YOUR INSTRUCTIONS:
Copy every line in the listing that contains "timing".

THE INPUT:
=-=-=

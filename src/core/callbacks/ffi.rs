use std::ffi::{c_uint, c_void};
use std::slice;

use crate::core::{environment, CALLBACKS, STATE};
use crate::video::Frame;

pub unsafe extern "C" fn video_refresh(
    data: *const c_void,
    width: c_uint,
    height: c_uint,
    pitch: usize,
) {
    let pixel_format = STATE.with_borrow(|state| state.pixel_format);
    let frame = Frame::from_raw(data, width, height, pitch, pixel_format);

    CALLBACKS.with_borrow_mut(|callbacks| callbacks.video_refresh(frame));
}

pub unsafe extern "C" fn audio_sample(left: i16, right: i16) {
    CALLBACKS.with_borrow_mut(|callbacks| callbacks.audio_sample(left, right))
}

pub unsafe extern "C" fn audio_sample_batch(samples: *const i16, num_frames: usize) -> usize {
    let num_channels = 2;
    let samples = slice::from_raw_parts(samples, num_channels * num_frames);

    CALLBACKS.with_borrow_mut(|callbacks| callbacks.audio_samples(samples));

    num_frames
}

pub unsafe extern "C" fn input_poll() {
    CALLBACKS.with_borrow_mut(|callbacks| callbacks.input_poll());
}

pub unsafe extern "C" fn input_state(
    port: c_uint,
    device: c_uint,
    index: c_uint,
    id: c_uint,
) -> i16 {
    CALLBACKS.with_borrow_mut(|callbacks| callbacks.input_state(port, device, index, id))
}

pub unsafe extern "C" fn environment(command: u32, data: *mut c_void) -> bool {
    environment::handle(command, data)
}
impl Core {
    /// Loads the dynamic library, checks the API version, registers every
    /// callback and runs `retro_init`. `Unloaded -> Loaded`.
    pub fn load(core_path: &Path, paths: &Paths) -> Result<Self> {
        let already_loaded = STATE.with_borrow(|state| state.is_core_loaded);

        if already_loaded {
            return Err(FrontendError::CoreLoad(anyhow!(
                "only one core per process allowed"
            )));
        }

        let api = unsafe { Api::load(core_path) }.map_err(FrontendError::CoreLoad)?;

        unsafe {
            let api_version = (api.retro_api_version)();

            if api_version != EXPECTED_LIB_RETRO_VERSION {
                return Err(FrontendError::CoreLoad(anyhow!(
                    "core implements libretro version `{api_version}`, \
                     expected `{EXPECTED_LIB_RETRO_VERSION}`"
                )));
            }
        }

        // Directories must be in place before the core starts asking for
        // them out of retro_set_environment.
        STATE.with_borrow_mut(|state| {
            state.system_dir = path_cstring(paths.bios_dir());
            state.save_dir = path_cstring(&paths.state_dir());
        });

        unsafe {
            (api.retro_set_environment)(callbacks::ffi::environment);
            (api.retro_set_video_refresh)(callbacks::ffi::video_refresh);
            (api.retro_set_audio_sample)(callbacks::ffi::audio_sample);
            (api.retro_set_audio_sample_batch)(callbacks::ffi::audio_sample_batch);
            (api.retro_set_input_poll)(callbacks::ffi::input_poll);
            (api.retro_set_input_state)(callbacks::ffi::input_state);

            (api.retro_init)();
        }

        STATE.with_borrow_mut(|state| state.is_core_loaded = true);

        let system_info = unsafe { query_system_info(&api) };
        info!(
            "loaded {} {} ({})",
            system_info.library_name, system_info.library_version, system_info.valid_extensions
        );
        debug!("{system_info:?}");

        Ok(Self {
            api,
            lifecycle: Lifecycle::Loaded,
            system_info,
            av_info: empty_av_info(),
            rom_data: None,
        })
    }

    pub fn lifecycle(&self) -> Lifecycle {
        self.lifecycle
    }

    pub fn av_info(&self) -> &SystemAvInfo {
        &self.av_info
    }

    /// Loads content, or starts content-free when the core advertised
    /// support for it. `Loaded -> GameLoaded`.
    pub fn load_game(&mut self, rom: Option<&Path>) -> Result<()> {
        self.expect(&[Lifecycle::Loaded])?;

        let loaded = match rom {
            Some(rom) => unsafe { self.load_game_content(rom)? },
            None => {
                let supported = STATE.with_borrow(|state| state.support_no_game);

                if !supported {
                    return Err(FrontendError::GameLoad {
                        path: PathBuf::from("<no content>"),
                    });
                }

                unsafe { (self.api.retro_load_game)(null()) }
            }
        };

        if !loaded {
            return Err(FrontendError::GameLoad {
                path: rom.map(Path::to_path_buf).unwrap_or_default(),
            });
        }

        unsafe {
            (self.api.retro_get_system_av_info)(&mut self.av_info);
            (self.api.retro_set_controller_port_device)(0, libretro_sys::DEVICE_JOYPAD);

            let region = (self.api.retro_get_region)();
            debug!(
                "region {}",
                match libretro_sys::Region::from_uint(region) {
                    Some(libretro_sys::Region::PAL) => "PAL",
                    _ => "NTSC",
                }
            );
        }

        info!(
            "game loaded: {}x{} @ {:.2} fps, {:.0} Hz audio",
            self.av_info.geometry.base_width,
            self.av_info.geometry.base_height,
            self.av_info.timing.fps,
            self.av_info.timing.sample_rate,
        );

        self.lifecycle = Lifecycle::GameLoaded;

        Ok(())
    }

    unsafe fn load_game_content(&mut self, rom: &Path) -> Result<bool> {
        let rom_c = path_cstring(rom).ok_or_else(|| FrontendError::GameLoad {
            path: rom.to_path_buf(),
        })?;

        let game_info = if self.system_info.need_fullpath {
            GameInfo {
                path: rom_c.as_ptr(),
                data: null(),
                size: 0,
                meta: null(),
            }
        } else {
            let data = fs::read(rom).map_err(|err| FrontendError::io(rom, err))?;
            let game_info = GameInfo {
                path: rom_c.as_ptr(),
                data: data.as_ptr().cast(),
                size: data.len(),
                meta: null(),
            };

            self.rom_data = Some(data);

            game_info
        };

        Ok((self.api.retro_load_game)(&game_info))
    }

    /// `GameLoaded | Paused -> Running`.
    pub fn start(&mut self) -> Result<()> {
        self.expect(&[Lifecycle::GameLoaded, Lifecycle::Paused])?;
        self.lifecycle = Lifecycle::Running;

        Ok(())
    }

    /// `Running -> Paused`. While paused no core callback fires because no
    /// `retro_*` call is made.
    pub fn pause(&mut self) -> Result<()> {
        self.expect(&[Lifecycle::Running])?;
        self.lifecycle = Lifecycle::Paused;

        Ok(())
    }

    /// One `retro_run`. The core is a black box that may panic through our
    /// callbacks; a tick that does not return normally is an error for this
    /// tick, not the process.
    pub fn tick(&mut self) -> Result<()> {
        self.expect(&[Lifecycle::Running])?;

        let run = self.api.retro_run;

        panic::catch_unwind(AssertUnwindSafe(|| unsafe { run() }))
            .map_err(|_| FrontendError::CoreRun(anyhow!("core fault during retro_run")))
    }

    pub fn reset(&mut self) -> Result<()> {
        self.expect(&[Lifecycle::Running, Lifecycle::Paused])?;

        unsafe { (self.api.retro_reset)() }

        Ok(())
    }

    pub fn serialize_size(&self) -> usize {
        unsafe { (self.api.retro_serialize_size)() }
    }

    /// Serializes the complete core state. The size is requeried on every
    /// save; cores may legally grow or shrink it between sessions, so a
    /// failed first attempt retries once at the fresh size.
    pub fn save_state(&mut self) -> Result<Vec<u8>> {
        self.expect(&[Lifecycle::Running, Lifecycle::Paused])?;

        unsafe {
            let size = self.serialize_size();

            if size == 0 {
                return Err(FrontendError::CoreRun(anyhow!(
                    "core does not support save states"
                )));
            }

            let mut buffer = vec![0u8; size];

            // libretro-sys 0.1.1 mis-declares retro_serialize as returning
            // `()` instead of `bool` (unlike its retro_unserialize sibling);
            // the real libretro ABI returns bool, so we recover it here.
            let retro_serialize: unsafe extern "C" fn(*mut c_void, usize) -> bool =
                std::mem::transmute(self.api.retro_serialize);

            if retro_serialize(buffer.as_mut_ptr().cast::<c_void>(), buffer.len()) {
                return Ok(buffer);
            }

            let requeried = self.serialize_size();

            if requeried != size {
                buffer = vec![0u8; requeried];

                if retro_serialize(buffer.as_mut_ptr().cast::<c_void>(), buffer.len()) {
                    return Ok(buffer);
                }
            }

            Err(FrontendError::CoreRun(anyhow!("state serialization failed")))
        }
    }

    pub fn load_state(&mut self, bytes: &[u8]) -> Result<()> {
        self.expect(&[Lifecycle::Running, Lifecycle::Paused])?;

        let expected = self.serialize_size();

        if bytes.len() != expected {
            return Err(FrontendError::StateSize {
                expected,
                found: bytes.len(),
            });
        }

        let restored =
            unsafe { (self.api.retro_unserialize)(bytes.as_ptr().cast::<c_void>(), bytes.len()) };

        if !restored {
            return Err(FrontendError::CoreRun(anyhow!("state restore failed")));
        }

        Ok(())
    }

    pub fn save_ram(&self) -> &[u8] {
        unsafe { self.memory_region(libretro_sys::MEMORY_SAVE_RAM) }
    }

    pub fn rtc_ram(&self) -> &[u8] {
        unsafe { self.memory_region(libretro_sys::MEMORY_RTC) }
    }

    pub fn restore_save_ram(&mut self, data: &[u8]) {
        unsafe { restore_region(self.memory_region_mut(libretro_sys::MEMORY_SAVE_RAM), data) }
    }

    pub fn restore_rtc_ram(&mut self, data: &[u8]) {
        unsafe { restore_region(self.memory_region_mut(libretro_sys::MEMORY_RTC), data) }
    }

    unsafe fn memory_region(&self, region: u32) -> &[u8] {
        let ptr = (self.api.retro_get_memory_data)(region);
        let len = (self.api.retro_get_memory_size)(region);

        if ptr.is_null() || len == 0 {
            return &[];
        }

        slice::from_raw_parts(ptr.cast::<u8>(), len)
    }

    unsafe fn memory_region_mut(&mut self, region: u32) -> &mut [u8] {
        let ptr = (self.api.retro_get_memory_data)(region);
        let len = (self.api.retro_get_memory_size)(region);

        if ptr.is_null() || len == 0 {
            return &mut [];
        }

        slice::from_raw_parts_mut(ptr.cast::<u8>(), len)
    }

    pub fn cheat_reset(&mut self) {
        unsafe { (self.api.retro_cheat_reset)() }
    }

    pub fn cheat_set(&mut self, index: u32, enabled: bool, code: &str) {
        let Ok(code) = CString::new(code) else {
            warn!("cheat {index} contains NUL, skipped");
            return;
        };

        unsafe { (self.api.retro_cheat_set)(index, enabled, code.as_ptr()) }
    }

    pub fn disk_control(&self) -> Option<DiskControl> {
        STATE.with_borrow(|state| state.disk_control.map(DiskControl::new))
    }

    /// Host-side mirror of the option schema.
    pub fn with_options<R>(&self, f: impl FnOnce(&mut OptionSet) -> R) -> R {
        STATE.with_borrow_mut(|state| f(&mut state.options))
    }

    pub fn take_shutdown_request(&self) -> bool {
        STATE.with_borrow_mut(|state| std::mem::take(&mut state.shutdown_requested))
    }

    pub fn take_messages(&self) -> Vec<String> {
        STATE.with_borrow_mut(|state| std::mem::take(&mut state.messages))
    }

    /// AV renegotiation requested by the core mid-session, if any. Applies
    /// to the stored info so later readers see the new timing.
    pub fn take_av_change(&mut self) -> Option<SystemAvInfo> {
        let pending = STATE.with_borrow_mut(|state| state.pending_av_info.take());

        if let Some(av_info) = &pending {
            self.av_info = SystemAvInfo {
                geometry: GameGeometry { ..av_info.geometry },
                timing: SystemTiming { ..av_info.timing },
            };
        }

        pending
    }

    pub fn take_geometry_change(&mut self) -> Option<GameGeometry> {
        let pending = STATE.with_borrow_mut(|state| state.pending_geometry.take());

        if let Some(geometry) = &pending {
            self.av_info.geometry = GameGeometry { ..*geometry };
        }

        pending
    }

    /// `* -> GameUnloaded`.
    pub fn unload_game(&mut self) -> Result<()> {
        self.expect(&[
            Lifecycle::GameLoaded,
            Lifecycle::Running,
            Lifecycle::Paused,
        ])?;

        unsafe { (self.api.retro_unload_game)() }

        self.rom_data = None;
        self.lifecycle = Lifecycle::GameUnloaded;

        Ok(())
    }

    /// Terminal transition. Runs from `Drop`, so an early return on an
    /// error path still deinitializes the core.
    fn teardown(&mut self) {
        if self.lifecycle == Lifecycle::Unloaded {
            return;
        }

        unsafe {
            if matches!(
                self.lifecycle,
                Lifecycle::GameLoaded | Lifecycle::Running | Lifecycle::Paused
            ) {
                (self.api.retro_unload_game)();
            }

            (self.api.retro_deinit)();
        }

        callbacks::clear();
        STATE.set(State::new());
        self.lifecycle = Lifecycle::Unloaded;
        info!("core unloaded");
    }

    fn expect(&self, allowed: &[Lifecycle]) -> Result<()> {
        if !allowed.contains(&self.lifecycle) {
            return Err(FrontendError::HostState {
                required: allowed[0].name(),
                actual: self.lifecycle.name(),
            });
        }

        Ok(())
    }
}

=-=-=

SOLUTION TO THIS PROBLEM:
            self.av_info.timing.fps,
            self.av_info.timing.sample_rate,
    /// to the stored info so later readers see the new timing.
                timing: SystemTiming { ..av_info.timing },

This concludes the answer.